The Medical Journal of Australia says that ‘The groups who pose the greatest challenge for prevention [of acute stress disorder and PTSD] are emergency service workers and service personnel, who seldom become unwell on their first traumatic exposure, but have repeated exposures.’
Australian Institute of Health and Welfare National Health Survey Results-2004-05, show that 15.5% of mental and behavioural problems here were caused by work, and that the level of psychological stress in the ACT was 87%.
It also noted that the ACT population is more likely than other Australians to take time off work or do nothing rather than seek professional help, thereby increasing the burden of disease on their employers, the community and themselves.

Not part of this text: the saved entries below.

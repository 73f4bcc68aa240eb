//! Asynchronous lookup of a single name.

use netnames_proto::error::ResolverError;
use netnames_proto::{NameRecord, RecordType};
use tracing::trace;

use crate::provider::{LookupId, ProviderEvent};
use crate::session::Session;

/// Whether a lookup ends with its first answer or keeps reporting changes.
#[derive(Copy, Clone, Debug, PartialEq, Eq, Default)]
pub enum Mode {
    /// Finish after the first set of results.
    #[default]
    Single,
    /// Stay active and report every addition, and every removal as a record with TTL 0, until
    /// stopped. Only available where the provider supports it, i.e. in `local.`.
    LongLived,
}

#[derive(Copy, Clone, Debug, PartialEq, Eq)]
pub enum ResolverState {
    Idle,
    Active,
    Finished,
    Failed,
    Stopped,
}

#[derive(Clone, Debug, PartialEq, Eq)]
pub enum ResolverEvent {
    ResultsReady(Vec<NameRecord>),
    /// Always the last event of a lookup.
    Error(ResolverError),
}

/// Looks up the records of one name and type.
///
/// [`NameResolver::start()`] returns right away; the outcome is collected with
/// [`NameResolver::poll_event()`], typically from the application's event loop. Even failures that
/// are known immediately (e.g. no provider for `local.`) are only reported through `poll_event()`.
///
/// # Example
///
/// ```rust,no_run
/// use netnames::resolver::{Mode, NameResolver, ResolverEvent};
/// use netnames_proto::RecordType;
///
/// let mut resolver = NameResolver::new();
/// resolver.start("example.com", RecordType::AAAA, Mode::Single);
/// loop {
///     match resolver.poll_event() {
///         Some(ResolverEvent::ResultsReady(records)) => {
///             for record in records {
///                 println!("{}", record);
///             }
///             break;
///         }
///         Some(ResolverEvent::Error(e)) => {
///             eprintln!("{}", e);
///             break;
///         }
///         None => std::thread::sleep(std::time::Duration::from_millis(10)),
///     }
/// }
/// ```
pub struct NameResolver {
    session: Session,
    lookup: Option<LookupId>,
    mode: Mode,
    state: ResolverState,
}

impl NameResolver {
    /// Creates a resolver on the thread's global session.
    pub fn new() -> Self {
        Self::with_session(&Session::global())
    }

    pub fn with_session(session: &Session) -> Self {
        Self {
            session: session.clone(),
            lookup: None,
            mode: Mode::Single,
            state: ResolverState::Idle,
        }
    }

    /// Starts looking up `name`. A lookup still running is stopped first.
    ///
    /// `name` may be given with or without the trailing dot.
    pub fn start(&mut self, name: &str, rtype: RecordType, mode: Mode) {
        self.stop();
        self.mode = mode;
        self.lookup = Some(
            self.session
                .resolve_start(name, rtype, mode == Mode::LongLived),
        );
        self.state = ResolverState::Active;
    }

    /// Stops the lookup. Nothing is reported for it afterwards. Does nothing if no lookup is
    /// active.
    pub fn stop(&mut self) {
        if let Some(id) = self.lookup.take() {
            self.session.stop(id);
            if self.state == ResolverState::Active {
                self.state = ResolverState::Stopped;
            }
        }
    }

    pub fn state(&self) -> ResolverState {
        self.state
    }

    pub fn mode(&self) -> Mode {
        self.mode
    }

    pub fn is_active(&self) -> bool {
        self.state == ResolverState::Active
    }

    /// Returns the next outcome of the active lookup, if one is ready.
    pub fn poll_event(&mut self) -> Option<ResolverEvent> {
        let id = self.lookup?;
        match self.session.next_event(id)? {
            ProviderEvent::ResolveResults(_, records) => {
                trace!("Lookup {}: {} record(s)", id, records.len());
                if self.mode == Mode::Single {
                    self.session.stop(id);
                    self.lookup = None;
                    self.state = ResolverState::Finished;
                }
                Some(ResolverEvent::ResultsReady(records))
            }
            ProviderEvent::ResolveError(_, error) => {
                trace!("Lookup {} failed: {}", id, error);
                self.session.stop(id);
                self.lookup = None;
                self.state = ResolverState::Failed;
                Some(ResolverEvent::Error(error))
            }
            other => {
                trace!("Lookup {} got unrelated event {:?}", id, other);
                None
            }
        }
    }
}

impl Default for NameResolver {
    fn default() -> Self {
        Self::new()
    }
}

impl Drop for NameResolver {
    fn drop(&mut self) {
        self.stop();
    }
}
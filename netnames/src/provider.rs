//! The transport abstraction behind a [`Session`](crate::session::Session).
//!
//! A provider performs lookups, browses and publications on behalf of the session and reports
//! their outcome as [`ProviderEvent`]s, which the session hands out on the caller's thread. Each
//! operation is identified by a [`LookupId`] chosen by the session.

use std::collections::BTreeMap;

use netnames_proto::error::{BrowserError, PublisherError, ResolverError};
use netnames_proto::{NameRecord, RecordType, ServiceInstance};

/// Identifies one operation started on a provider.
pub type LookupId = u64;

/// What a provider is able to do.
#[derive(Copy, Clone, Debug, Default, PartialEq, Eq)]
pub struct Capabilities {
    /// One-shot lookups.
    pub single: bool,
    /// Lookups that stay open and report additions and removals.
    pub long_lived: bool,
    /// DNS-SD browsing.
    pub browse: bool,
    /// DNS-SD publishing.
    pub publish: bool,
}

/// A name lookup as handed to a provider. `name` is absolute. Outside of `local.` it is also
/// ASCII (IDNA); `local.` names keep their UTF-8 labels.
#[derive(Clone, Debug, PartialEq, Eq)]
pub struct Query {
    pub name: String,
    pub rtype: RecordType,
    pub long_lived: bool,
}

/// A service to announce.
#[derive(Clone, Debug, PartialEq, Eq)]
pub struct Publication {
    pub instance: String,
    pub service_type: String,
    pub port: u16,
    pub attributes: BTreeMap<String, Vec<u8>>,
}

/// The outcome of provider operations.
#[derive(Clone, Debug, PartialEq, Eq)]
pub enum ProviderEvent {
    ResolveResults(LookupId, Vec<NameRecord>),
    ResolveError(LookupId, ResolverError),
    BrowseAvailable(LookupId, ServiceInstance),
    BrowseUnavailable(LookupId, ServiceInstance),
    BrowseError(LookupId, BrowserError),
    Published(LookupId),
    PublishError(LookupId, PublisherError),
}

impl ProviderEvent {
    /// The operation this event belongs to.
    pub fn id(&self) -> LookupId {
        match self {
            ProviderEvent::ResolveResults(id, _)
            | ProviderEvent::ResolveError(id, _)
            | ProviderEvent::BrowseAvailable(id, _)
            | ProviderEvent::BrowseUnavailable(id, _)
            | ProviderEvent::BrowseError(id, _)
            | ProviderEvent::Published(id)
            | ProviderEvent::PublishError(id, _) => *id,
        }
    }
}

/// A DNS transport.
///
/// Only the operations announced in [`Provider::capabilities()`] are ever called; the default
/// implementations of the others do nothing. Calls never block, and a provider must not report the
/// outcome of an operation from inside the call that started it: outcomes are collected through
/// [`Provider::poll_event()`].
///
/// After `*_stop()` has been called for an id, events the provider still emits for it are
/// discarded by the session.
pub trait Provider {
    /// A short name used in logs and diagnostics.
    fn name(&self) -> &str;

    fn capabilities(&self) -> Capabilities;

    fn resolve_start(&mut self, id: LookupId, query: &Query);

    fn resolve_stop(&mut self, id: LookupId);

    fn browse_start(&mut self, _id: LookupId, _service_type: &str, _domain: &str) {}

    fn browse_stop(&mut self, _id: LookupId) {}

    fn publish_start(&mut self, _id: LookupId, _publication: &Publication) {}

    fn publish_update(&mut self, _id: LookupId, _attributes: &BTreeMap<String, Vec<u8>>) {}

    /// Publishes an additional record alongside the service of `id`.
    fn publish_extra(&mut self, _id: LookupId, _record: &NameRecord) {}

    fn publish_stop(&mut self, _id: LookupId) {}

    /// Returns the next outcome, if any is ready.
    fn poll_event(&mut self) -> Option<ProviderEvent>;

    /// Human-readable notes about the transport state, collected by
    /// [`diagnostic_text()`](crate::session::diagnostic_text).
    fn take_diagnostics(&mut self) -> Vec<String> {
        Vec::new()
    }

    /// Releases all resources. No events are polled afterwards.
    fn shutdown(&mut self) {}
}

Anxiety Australia says it is common for PTSD sufferers to have other psychological disorders as well. The most common mental conditions accompanying PTSD include: drug & alcohol issues, depression, social anxiety, panic and/or agoraphobia, generalised anxiety, obsessive compulsive disorder and bipolar mood disorder. The Australian Bureau of Statistics says 14.4% of Australians live with these illnesses every year – that is 3 million people.
Personal experience of the realities of diagnosis and living with post traumatic stress disorder led to the establishment of the community group Picking Up The Peaces (PUTP) in 2007. Its mission is to increase PTSD literacy and early intervention, and reduce stigma towards those living with the illness.
Subsequent contact with Australian Defence Force, military veterans, police and emergency services highlighted the extent of the problem in the ACT and the concern of management that systems for handling PTSD were inadequate. PUTP staged the first National PTSD Awareness Day in 2008, started a PTSD Support Group in 2010 and conducted a pilot PTSD Education Program in 2011.
Stigma surrounding the disorder is a key factor impacting the lives of those affected and in their seeking early diagnosis and treatment. Clinical Director of Acute Services at ACT Health, Dr Len Lambeth, says that contrary to public perception, “PTSD is an illness, not a weakness.” That mis-perception is one of the biggest causes of stigma.
Is this an isolated ‘weakness’? Far from it. The World Health Organisation expects depression (which occurs in 80% of people with PTSD) to be the leading contributor to the disease burden internationally amongst all illnesses by 2020. And significantly, Australia’s 2007 National Survey of Mental Health and Wellbeing found that here, 56% more people aged 16-85 years live with PTSD than with depression.